The 101-word, five-sentence letter to the editor published in 1980 discussed a study conducted by researchers from the Boston University School of Public Health Boston Collaborative Drug Surveillance Program.

For the study, researchers examined 11,822 hospital patients who were given narcotic pain killers at least once. Out of the 11,822 patients, "there were only four cases of reasonably well documented addiction in patients who had no history of addiction." Researchers concluded that "despite widespread use of narcotic drugs in hospitals, the development of addiction is rare in medical patients with no history of addiction."

In a new 2017 letter to the editor published in the NEJM, researchers argued the opioid epidemic was caused, in part, because physicians "were told that the risk of addiction was low when opioids were prescribed for chronic pain" — a belief that largely rested on information presented in the 1980 letter, despite the fact that the letter contained "no evidence" to back up the conclusion, researchers claimed, according to the report.

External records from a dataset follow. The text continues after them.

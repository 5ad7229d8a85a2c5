//! 整體緩存：不透明值，只有全部有效或全部失效

use quib_core::{Path, QuibError, Result, Value};

use crate::CacheStatus;

/// 整體緩存
#[derive(Debug, Clone)]
pub struct HolisticCache {
    value: Value,
    valid: bool,
}

impl HolisticCache {
    pub fn new(template: Value) -> Self {
        Self {
            value: template,
            valid: false,
        }
    }

    /// 不透明值只比較類型
    pub fn matches_result(&self, value: &Value) -> bool {
        std::mem::discriminant(&self.value) == std::mem::discriminant(value)
    }

    pub fn get_uncached_paths(&self, path: &Path) -> Result<Vec<Path>> {
        Self::check_root(path)?;
        Ok(if self.valid { Vec::new() } else { vec![Path::root()] })
    }

    pub fn set_valid_value_at_path(&mut self, path: &Path, value: &Value) -> Result<()> {
        Self::check_root(path)?;
        self.value = value.clone();
        self.valid = true;
        Ok(())
    }

    pub fn set_invalid_at_path(&mut self, path: &Path) -> Result<()> {
        Self::check_root(path)?;
        self.valid = false;
        Ok(())
    }

    pub fn get_cache_status(&self) -> CacheStatus {
        if self.valid {
            CacheStatus::AllValid
        } else {
            CacheStatus::AllInvalid
        }
    }

    pub fn get_value(&self) -> Value {
        self.value.clone()
    }

    fn check_root(path: &Path) -> Result<()> {
        if !path.is_empty() {
            return Err(QuibError::CacheStatus(format!(
                "整體緩存不支援子路徑 {}",
                path
            )));
        }
        Ok(())
    }
}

Authors of the 2017 letter conducted a bibliometric analysis and discovered the 1980 letter was cited roughly 608 times since its publication in 1980 through March 30, 2017. Researchers also discovered that, in addition to being cited so frequently, the information in the letter was often referenced incorrectly or presented in a misleading fashion. Among the 608 papers that cited the original letter, the majority (81 percent) failed to mention that the 11,882 patients involved in the study were treated in a hospital inpatient setting, meaning their experience — and ultimately the authors' finings — may not translate to an outpatient setting, according to the report.

Researchers also reportedly saw an increase in the number of citations after the release of OxyContin into the market during the mid-1990s.

The continued reliance and citation of such medical literature helped "shape a narrative that allayed prescribers' concerns about the risk of addiction associated with long-term opioid therapy," the authors of the 2017 letter concluded.